TOUS ACCROS À JULIET BERTO
C’est ce que l’on appelle un film « culte ». Sorti en salles il y a quarante ans, Neige nous revient en version restaurée : l’occasion de vérifier à quel point son aura, un peu blême et rêveuse, est unique. De quoi largement nous faire décoller de nouveau. Attention, quand bien même la « neige » du titre désigne une drogue – l’héroïne – en argot (vieilli), il n’a jamais été question pour ce faux thriller français d’en faire l’apologie. Ni même de jouer la carte du film de genre shooté à l’action ou à la violence. Certes, l’on y voit dealers et policiers s’affronter tout au long d’un récit noctambule et flâneur. Mais sa substance – et son charme – sont ailleurs.
D’abord, il y a son terrain de jeu. Neige déroule son intrigue prétexte entre Pigalle, Anvers, Barbès, La Goutte-d’Or, Montmartre ou Belleville, et ce sont bien ces quartiers chauds du Paris de 1981 qui stupéfient en premier lieu. Parce qu’ils sont filmés de façon directe, toujours dans le mouvement et la vie.
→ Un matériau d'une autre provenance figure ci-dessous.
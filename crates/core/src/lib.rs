//! # Liftoff Core
//!
//! Startup orchestration logic - no infrastructure dependencies.
//!
//! This crate contains:
//! - Port interfaces (traits) for every collaborator the startup touches
//! - The recovery inspector, upgrade runner and background scheduler
//! - The startup orchestrator that sequences them
//!
//! ## Architecture Principles
//! - Only depends on `liftoff-domain`
//! - No database, filesystem writes or platform code
//! - All external dependencies via traits
//! - Every collaborator failure is reported, never propagated past its step

pub mod preferences;
pub mod recovery;
pub mod scheduling;
pub mod startup;
pub mod upgrade;

// Infrastructure ports
pub mod observability_ports;
pub mod storage_ports;

// Re-export specific items to avoid ambiguity
pub use observability_ports::{AnalyticsPort, ErrorReporter};
pub use preferences::ports::{PreferenceStore, VersionStore};
pub use recovery::ports::{BackupCatalog, BackupImporter};
pub use recovery::RecoveryInspector;
pub use scheduling::ports::{AlarmSchedule, JobHandler, ScheduledJob, TimerService};
pub use scheduling::BackgroundScheduler;
pub use startup::ports::{AdvisoryPrompt, ApplicationCatalog, PackageMetadata};
pub use startup::{
    StartupDeps, StartupJobs, StartupOrchestrator, StartupOutcome, StartupReport, StartupSettings,
    TaskKillerAdvisor,
};
pub use storage_ports::StorageEngine;
pub use upgrade::ports::{Migration, Normalization};
pub use upgrade::{MigrationStep, UpgradeRunner};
Et parce qu’ils donnent à voir une diversité – de visages, de cultures, de personnages – rarement montrée dans le cinéma hexagonal des années 1970-1980 (à peine davantage en 2021).
Les personnages, justement, parlons-en ! Pas de héros, mais une constellation de perdants magnifiques (et de seconds rôles épatants) qui gravitent autour d’Anita, barmaid lunatique. C’est elle, au fond, la véritable héroïne de Neige… D’autant plus qu’elle est interprétée par Juliet Berto, brune égérie de la Nouvelle Vague, et, surtout, coscénariste et coréalisatrice avec Jean-Henri Roger de cette première oeuvre si attachante.